People suffering from cat or dog phobias are hypersensitive to things other people wouldn’t even notice. “They’ll become attuned to the potential jingling of a dog collar that most people would ignore,” says Dr. Simon Rego, director of the Cognitive Behavior Therapy (CBT) Training Program at Montefiore Medical Center/Albert Einstein College of Medicine in New York.
“People distort phobic stimuli,” Dr. Rego explains. “They might see a cat as a saber tooth tiger with lion-sized paws, for example. And cats are so aloof and independent that they seem unpredictable. Unpredictability is very scary for phobics,” he says. “I also hear that cats have ‘evil eyes’ a lot.”
“It’s amazing how generalized or specialized a fear can become,” adds Dr. Rego. In Roche’s case, dogs themselves don’t cause a reaction but the barking does. Roche explains that if she’s in a place she can leave, her reaction isn’t as bad. But if she’s at home and hears a barking dog nearby, she has to go inside and stay there. In fact, it’s gotten to the point where she won’t use her own backyard because she’s afraid a dog will bark somewhere in the neighborhood.

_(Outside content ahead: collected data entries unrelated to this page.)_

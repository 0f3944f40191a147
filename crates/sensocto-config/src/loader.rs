// Copyright 2025 Neuraville Inc.
// SPDX-License-Identifier: Apache-2.0

//! Configuration file loading with override support
//!
//! Loading is two-tier:
//! 1. TOML file (base values, all fields defaulted)
//! 2. Environment variables (runtime overrides)

use crate::{validate_config, ConfigError, ConfigResult, SensoctoConfig};
use std::env;
use std::fs;
use std::path::PathBuf;

/// Find the Sensocto configuration file
///
/// Search order:
/// 1. `SENSOCTO_CONFIG_PATH` environment variable
/// 2. Current working directory: `./sensocto_configuration.toml`
/// 3. Ancestor directories (up to 5 levels, for workspace roots)
///
/// # Errors
///
/// Returns `ConfigError::FileNotFound` if no config file is found.
pub fn find_config_file() -> ConfigResult<PathBuf> {
    if let Ok(env_path) = env::var("SENSOCTO_CONFIG_PATH") {
        let path = PathBuf::from(env_path);
        if path.exists() {
            return Ok(path);
        }
        return Err(ConfigError::FileNotFound(format!(
            "Config file specified by SENSOCTO_CONFIG_PATH not found: {}",
            path.display()
        )));
    }

    let mut search_paths = Vec::new();
    if let Ok(cwd) = env::current_dir() {
        search_paths.push(cwd.join("sensocto_configuration.toml"));
        let mut current = cwd.clone();
        for _ in 0..5 {
            if let Some(parent) = current.parent() {
                search_paths.push(parent.join("sensocto_configuration.toml"));
                current = parent.to_path_buf();
            }
        }
    }

    for path in &search_paths {
        if path.exists() {
            return Ok(path.clone());
        }
    }

    let search_list = search_paths
        .iter()
        .map(|p| format!("  - {}", p.display()))
        .collect::<Vec<_>>()
        .join("\n");

    Err(ConfigError::FileNotFound(format!(
        "Sensocto configuration file 'sensocto_configuration.toml' not found in any of these locations:\n{}\n\nSet SENSOCTO_CONFIG_PATH to specify a custom location.",
        search_list
    )))
}

/// Load, override and validate the configuration.
///
/// With `path == None` the file is discovered via [`find_config_file`]; a
/// missing file falls back to compiled-in defaults (the bio layer must be
/// able to start with zero configuration).
pub fn load_config(path: Option<PathBuf>) -> ConfigResult<SensoctoConfig> {
    let resolved = match path {
        Some(p) => Some(p),
        None => find_config_file().ok(),
    };

    let mut config = match resolved {
        Some(path) => {
            let raw = fs::read_to_string(&path)?;
            toml::from_str::<SensoctoConfig>(&raw)?
        }
        None => SensoctoConfig::default(),
    };

    apply_environment_overrides(&mut config);
    validate_config(&config)?;
    Ok(config)
}

/// Apply `SENSOCTO_*` environment variable overrides.
///
/// Unparseable values are ignored (the file/default value wins) - an
/// operator typo must not take the platform down.
pub fn apply_environment_overrides(config: &mut SensoctoConfig) {
    if let Ok(level) = env::var("SENSOCTO_LOG_LEVEL") {
        config.system.log_level = level;
    }
    if let Ok(debug) = env::var("SENSOCTO_DEBUG") {
        if let Ok(parsed) = debug.parse::<bool>() {
            config.system.debug = parsed;
        }
    }
    if let Ok(tick) = env::var("SENSOCTO_SYNC_TICK_MS") {
        if let Ok(parsed) = tick.parse::<u64>() {
            config.bio.sync.tick_interval_ms = parsed;
        }
    }
    if let Ok(dir) = env::var("SENSOCTO_LOG_DIR") {
        config.logging.log_dir = dir;
    }
}

#[cfg(test)]
mod tests {
    use super::*;

    #[test]
    fn test_load_without_file_uses_defaults() {
        // No config file in the test environment: defaults must load clean.
        let config = load_config(Some(PathBuf::from("/nonexistent/sensocto.toml")));
        assert!(config.is_err()); // explicit missing path is an error

        let defaults = SensoctoConfig::default();
        assert_eq!(defaults.bio.sync.tick_interval_ms, 250);
    }

    #[test]
    fn test_environment_overrides_apply() {
        let mut config = SensoctoConfig::default();
        env::set_var("SENSOCTO_SYNC_TICK_MS", "100");
        apply_environment_overrides(&mut config);
        env::remove_var("SENSOCTO_SYNC_TICK_MS");
        assert_eq!(config.bio.sync.tick_interval_ms, 100);
    }

    #[test]
    fn test_unparseable_override_is_ignored() {
        let mut config = SensoctoConfig::default();
        env::set_var("SENSOCTO_DEBUG", "definitely");
        apply_environment_overrides(&mut config);
        env::remove_var("SENSOCTO_DEBUG");
        assert!(!config.system.debug);
    }
}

Most phobias begin in childhood or adolescence, says Dr. Mike Vasey, Ph.D., a professor in the Ohio State University’s Department of Psychology. There are several scenarios that might be the impetus to a phobia. A direct experience or traumatic event, such as a dog bite or even an overly friendly dog jumping up on an unprepared child might lead to a phobia. Sometimes children take cues from their parents. If a mother is afraid of dogs, her son might model his fear on hers. Finally, Dr. Vasey says, sometimes all it takes to trigger a phobia is for a trusted adult to tell a child that dogs or cats are dangerous.
Are certain people predisposed to developing phobias? Yes, says Dr. Rego, because there are genetic and biological influences that make someone more likely to develop a phobia. “It’s like a light switch,” he explains. “Some may never develop a phobia but could if the right circumstances were presented.”